The created hydraulic fracture closes freely before its surfaces hit on the proppant pack, and this process can be recognized on the pressure falloff data and its diagnostic plots. The pressure decline rate during fracture closure is mainly caused by fluid leakoff from the fracture system into the formation matrix. For a horizontal well drilled in the same formation, we may assume the same leakoff coefficient among all stages, so the total fracture surface area can be calculated for all stages to meet the requirement of the fluid leakoff rate.

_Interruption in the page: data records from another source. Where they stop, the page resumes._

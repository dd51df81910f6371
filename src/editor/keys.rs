//! Pure keystroke interpreters for the active block.
//!
//! Each function takes the working text and selection (char offsets) and
//! returns what should happen. Nothing here touches the document.

use std::borrow::Cow;
use std::ops::Range;

use super::buffer::{Direction, Selection};
use super::list::{self, IndentDirection};
use crate::document::Neighbor;

/// New text and selection after a Tab or Shift+Tab.
#[derive(Debug, Clone, PartialEq, Eq)]
pub struct IndentResult {
    pub text: String,
    pub selection: Selection,
}

/// Indent or outdent every list line the selection touches.
///
/// Plain lines in the range are left alone. The selection keeps its place
/// relative to the surrounding text as lines grow or shrink.
#[allow(clippy::cast_possible_wrap)]
pub fn indent_lines(text: &str, selection: Selection, direction: IndentDirection) -> IndentResult {
    let lines: Vec<&str> = text.split('\n').collect();
    let (start_line, end_line) = touched_lines(&lines, selection);

    let mut out: Vec<String> = Vec::with_capacity(lines.len());
    let mut start = selection.start;
    let mut end = selection.end;
    let mut offset = 0usize;
    let mut shift = 0isize;

    for (i, line) in lines.iter().enumerate() {
        let new_line = if (start_line..=end_line).contains(&i) {
            list::shift_indentation(line, direction)
        } else {
            Cow::Borrowed(*line)
        };
        let delta = char_len(&new_line) as isize - char_len(line) as isize;

        if delta != 0 {
            let new_offset = offset.saturating_add_signed(shift);
            if i == start_line && selection.start > offset {
                start = start.saturating_add_signed(delta).max(new_offset);
            }
            if i < end_line || (i == end_line && selection.end > offset) {
                end = end.saturating_add_signed(delta).max(new_offset);
            }
            shift += delta;
        }

        offset += char_len(line) + 1;
        out.push(new_line.into_owned());
    }

    let text = out.join("\n");
    let len = char_len(&text);
    IndentResult {
        text,
        selection: Selection::new(start.min(len), end.min(len)),
    }
}

/// First and last line indices the selection reaches.
///
/// Walks cumulative `line length + 1` offsets; a line counts once the offset
/// reaches its end, so a caret at the very start of a line also touches the
/// line before it.
fn touched_lines(lines: &[&str], selection: Selection) -> (usize, usize) {
    let mut position = 0usize;
    let mut start_line = None;
    for (i, line) in lines.iter().enumerate() {
        position += char_len(line) + 1;
        if start_line.is_none() && selection.start <= position {
            start_line = Some(i);
        }
        if selection.end <= position {
            return (start_line.unwrap_or(i), i);
        }
    }
    let last = lines.len().saturating_sub(1);
    (start_line.unwrap_or(last), last)
}

/// A replacement of a char range, plus where the caret lands afterwards.
#[derive(Debug, Clone, PartialEq, Eq)]
pub struct Splice {
    pub range: Range<usize>,
    pub insert: String,
    pub cursor: usize,
}

impl Splice {
    /// Apply to a plain string.
    pub fn apply(&self, text: &str) -> String {
        let start = byte_offset(text, self.range.start);
        let end = byte_offset(text, self.range.end).max(start);
        let mut out = String::with_capacity(text.len() + self.insert.len());
        out.push_str(&text[..start]);
        out.push_str(&self.insert);
        out.push_str(&text[end..]);
        out
    }
}

/// Outcome of pressing Enter.
#[derive(Debug, Clone, PartialEq, Eq)]
pub enum EnterAction {
    /// Marker-only list line: drop the marker and leave a plain break.
    ExitList(Splice),
    /// Open a new item with the next marker.
    ContinueList(Splice),
    /// Shift+Enter: a line break inside the block.
    SoftBreak(Splice),
    /// Commit and start a new empty block after this one.
    SplitBlock,
}

/// Decide what Enter does at the current selection.
///
/// Only the text between the start of the caret's line and the caret is
/// classified.
pub fn enter(text: &str, selection: Selection, shift: bool) -> EnterAction {
    let cursor = selection.start;
    let line_start = line_start_before(text, cursor);
    let prefix = char_slice(text, line_start, cursor);

    match (list::classify(prefix), shift) {
        (_, true) => EnterAction::SoftBreak(Splice {
            range: selection.start..selection.end,
            insert: "\n".to_string(),
            cursor: selection.start + 1,
        }),
        (Some(item), false) if item.is_empty_item() => EnterAction::ExitList(Splice {
            range: line_start..cursor,
            insert: "\n".to_string(),
            cursor: line_start + 1,
        }),
        (Some(item), false) => {
            let insert = format!("\n{}", item.next_marker());
            let after = cursor + char_len(&insert);
            EnterAction::ContinueList(Splice {
                range: cursor..cursor,
                insert,
                cursor: after,
            })
        }
        (None, false) => EnterAction::SplitBlock,
    }
}

/// Whether an arrow key should leave the block.
///
/// Up at offset 0 and Down at the end of the text cross into the neighbour;
/// everything else stays inside the buffer.
pub const fn boundary(len_chars: usize, selection: Selection, direction: Direction) -> Option<Neighbor> {
    match direction {
        Direction::Up if selection.start == 0 => Some(Neighbor::Previous),
        Direction::Down if selection.start == len_chars => Some(Neighbor::Next),
        _ => None,
    }
}

/// Char offset of the start of the line containing `pos`.
fn line_start_before(text: &str, pos: usize) -> usize {
    let head = char_slice(text, 0, pos);
    head.rfind('\n')
        .map_or(0, |i| char_len(&head[..i]) + 1)
}

fn char_len(s: &str) -> usize {
    s.chars().count()
}

/// Byte offset of char offset `pos`, clamped to the end.
fn byte_offset(text: &str, pos: usize) -> usize {
    text.char_indices().nth(pos).map_or(text.len(), |(i, _)| i)
}

fn char_slice(text: &str, start: usize, end: usize) -> &str {
    let from = byte_offset(text, start);
    let to = byte_offset(text, end).max(from);
    &text[from..to]
}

Wellbore storage effect, friction dissipation and tip extension dominate the early pressure falloff data. While the transient dominated by friction losses typically lasts about one minute, tip extension may end after about 15 minutes. Therefore, falloff data should be acquired for at least 30 minutes to observe a fracture closure trend. The fracture closure behavior can be identified on the G-function plot as an extrapolated straight line or on the Bourdet derivative in log-log plot as a late time unit slope. The behavior of the late unit slope depends on the pressure decline rate, or correspondingly, to the fluid leakoff rate. Therefore, the total fracture surface area can be estimated using hydraulic fracture design input values for formation leakoff coefficient and fracture closure stress. The calculated fracture surface area represents the combined area of primary and secondary fractures, effectively all fracture surfaces contributing to the fluid leakoff.

We applied the approach to all stages in a horizontal well that exhibit the fracture closure behavior. The approach shows promise as a straightforward way to estimate fracture surface areas that could, enable, in turn, an early estimate for the expected well performance.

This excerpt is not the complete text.